“So, what is this, a Henry James novel? The young lady acts up, and her family ships her off to Europe?” – Rory, Gilmore Girls season 5, episode 1
A staple on high school English class syllabi, “Daisy Miller” is the 1878 novella by Henry James, the American-born author who spent much of his life in England. It recounts the tragic story of the eponymous American heiress who does what she wants when she wants to, and pays the ultimate price for it.
Though narrated in the third person, the story is told from American expat Frederick Winterbourne’s point of view. Winterbourne first meets Daisy in Switzerland, where he is “studying” (apparently, this is code for macking on a lady friend) and she is on a European tour with her mother and younger brother.
When Winterbourne first meets Daisy in her hotel’s garden, she chats away with him, exhibiting no evidence of guile (or, in contemporary terms, game), unless her seeming lack of guile is a kind of guile in itself. This is what Winterbourne ponders throughout the story: What’s Daisy playing at? Is she an uncouth innocent, or is she a disreputable such-and-such? And, hang on, can Winterbourne’s point of view even be trusted?
During Daisy's first conversation with him, she mentions that she wants to visit a nearby castle but has no one to go with her. This is Winterbourne’s cue to offer himself as escort. According to Society, Daisy should decline because she barely knows him, and proper ladies don’t go galavanting around castles with strange men. Winterbourne doesn’t want her to say no, because she’s pretty, but he also knows she should say no, what with Society and all. Since Daisy doesn’t want to say no, she accepts Winterbourne’s offer.

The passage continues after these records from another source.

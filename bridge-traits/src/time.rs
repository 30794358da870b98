//! Logging Sink Abstraction
//!
//! Lets the host receive the bridge's structured logs, so native shells can
//! route them into their own pipeline (Logcat, os_log, the WebF inspector).

use chrono::{DateTime, Utc};
use serde::{Deserialize, Serialize};
use std::collections::HashMap;
use std::fmt;

use crate::{error::Result, platform::PlatformSendSync};

/// Log level
#[derive(Debug, Clone, Copy, PartialEq, Eq, PartialOrd, Ord, Serialize, Deserialize)]
pub enum LogLevel {
    Trace,
    Debug,
    Info,
    Warn,
    Error,
}

impl LogLevel {
    pub fn as_str(&self) -> &'static str {
        match self {
            LogLevel::Trace => "trace",
            LogLevel::Debug => "debug",
            LogLevel::Info => "info",
            LogLevel::Warn => "warn",
            LogLevel::Error => "error",
        }
    }
}

impl fmt::Display for LogLevel {
    fn fmt(&self, f: &mut fmt::Formatter<'_>) -> fmt::Result {
        f.write_str(self.as_str())
    }
}

/// Structured log entry
#[derive(Debug, Clone, Serialize, Deserialize)]
pub struct LogEntry {
    pub level: LogLevel,
    pub timestamp: DateTime<Utc>,
    /// Emitting component, e.g. `core_bridge::events`
    pub target: String,
    pub message: String,
    /// Structured fields recorded on the event (`module`, `method`, ...)
    pub fields: HashMap<String, String>,
    /// Name of the innermost active span
    pub span_id: Option<String>,
}

impl LogEntry {
    pub fn new(level: LogLevel, target: impl Into<String>, message: impl Into<String>) -> Self {
        Self {
            level,
            timestamp: Utc::now(),
            target: target.into(),
            message: message.into(),
            fields: HashMap::new(),
            span_id: None,
        }
    }

    pub fn with_field(mut self, key: impl Into<String>, value: impl Into<String>) -> Self {
        self.fields.insert(key.into(), value.into());
        self
    }

    pub fn with_span_id(mut self, span_id: impl Into<String>) -> Self {
        self.span_id = Some(span_id.into());
        self
    }
}

/// Logger sink trait
///
/// Receives every log event that survives filtering. Sinks are invoked from
/// the logging layer, possibly on a background task, so `log` should return
/// quickly.
///
/// # Example
///
/// ```ignore
/// use bridge_traits::time::{LoggerSink, LogEntry, LogLevel};
///
/// async fn report(logger: &dyn LoggerSink) {
///     let entry = LogEntry::new(LogLevel::Warn, "core_bridge::invoker", "Invalid response")
///         .with_field("module", "Ble");
///     logger.log(entry).await.ok();
/// }
/// ```
#[cfg_attr(target_arch = "wasm32", async_trait::async_trait(?Send))]
#[cfg_attr(not(target_arch = "wasm32"), async_trait::async_trait)]
pub trait LoggerSink: PlatformSendSync {
    async fn log(&self, entry: LogEntry) -> Result<()>;

    async fn flush(&self) -> Result<()> {
        Ok(())
    }

    /// Entries below this level are dropped before reaching the sink.
    fn min_level(&self) -> LogLevel {
        LogLevel::Info
    }
}

/// Sink printing to stdout, for development shells.
#[derive(Debug, Clone)]
pub struct ConsoleLogger {
    pub min_level: LogLevel,
}

impl Default for ConsoleLogger {
    fn default() -> Self {
        Self {
            min_level: LogLevel::Info,
        }
    }
}

#[cfg_attr(target_arch = "wasm32", async_trait::async_trait(?Send))]
#[cfg_attr(not(target_arch = "wasm32"), async_trait::async_trait)]
impl LoggerSink for ConsoleLogger {
    async fn log(&self, entry: LogEntry) -> Result<()> {
        if entry.level < self.min_level {
            return Ok(());
        }

        println!(
            "[{}] {} {}: {}",
            entry.timestamp.format("%Y-%m-%d %H:%M:%S%.3f"),
            entry.level.as_str().to_uppercase(),
            entry.target,
            entry.message
        );

        if !entry.fields.is_empty() {
            println!("  Fields: {:?}", entry.fields);
        }
        Ok(())
    }

    fn min_level(&self) -> LogLevel {
        self.min_level
    }
}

That’s Daisy for you: She just goes ahead and – GASP! – does what she wants to do. Evidently, she’s been doing what she wants to do all across Europe. And Society has noticed. And Society is not impressed, including Winterbourne’s aunt, who won’t “receive” her. It’s not that she objects to Winterbourne taking Daisy to the castle. Her problem is with Daisy going to the castle with Winterbourne.
At this point, the head of the 21st century reader (or even the late 20th century reader, which I was the first time I read this novella) may be in legitimate danger of exploding. One imagines it was this kind of double standard that provoked British suffragettes to do things like throw themselves under horses.
On one level, it seems like an early feminist story, but I suspect it’s less so than it appears to the modern reader. Daisy actually is an innocent who either doesn’t understand why Society rejects her or isn’t interested in understanding. It’s precisely because her excursions with male admirers are so benign that she can’t or won’t accept European Society’s frowning on them. Confident that her behavior is sound, Daisy isn’t concerned with appearances.
In this sense, the story seems less about the rights of women than about a clash between cultures, between classes, and between the old world and the new. Daisy is a nouveau riche heiress from Schenectady, NY with money enough to buy the right clothes. But she lacks pedigree and the pretension of American expats who mould themselves to fit European standards. An exuberant, resourceful American, if Daisy can’t get her mother or brother to take her to the castle, why, then she’ll find someone else. The important thing, you see, is that the thing gets done. Except this isn’t the case on the continent, where appearances actually do matter, sometimes perhaps more than actual behavior.
Gorgeously written, fascinating, provocative, maddening, “Daisy Miller” is a fitting read in the context of Gilmore Girls. Lorelai flees her parents’s suffocating, highly regimented upper-class life in favor of Stars Hollow’s warm, accepting embrace. On one hand, it might seem surprising that it’s Rory who utters the above quoted line. But on the other, one rather doubts that Lorelai would allow herself to be shipped off anywhere.
If you haven’t read this story, give it a look and tell us what you think the takeaway of the ghastly ending is!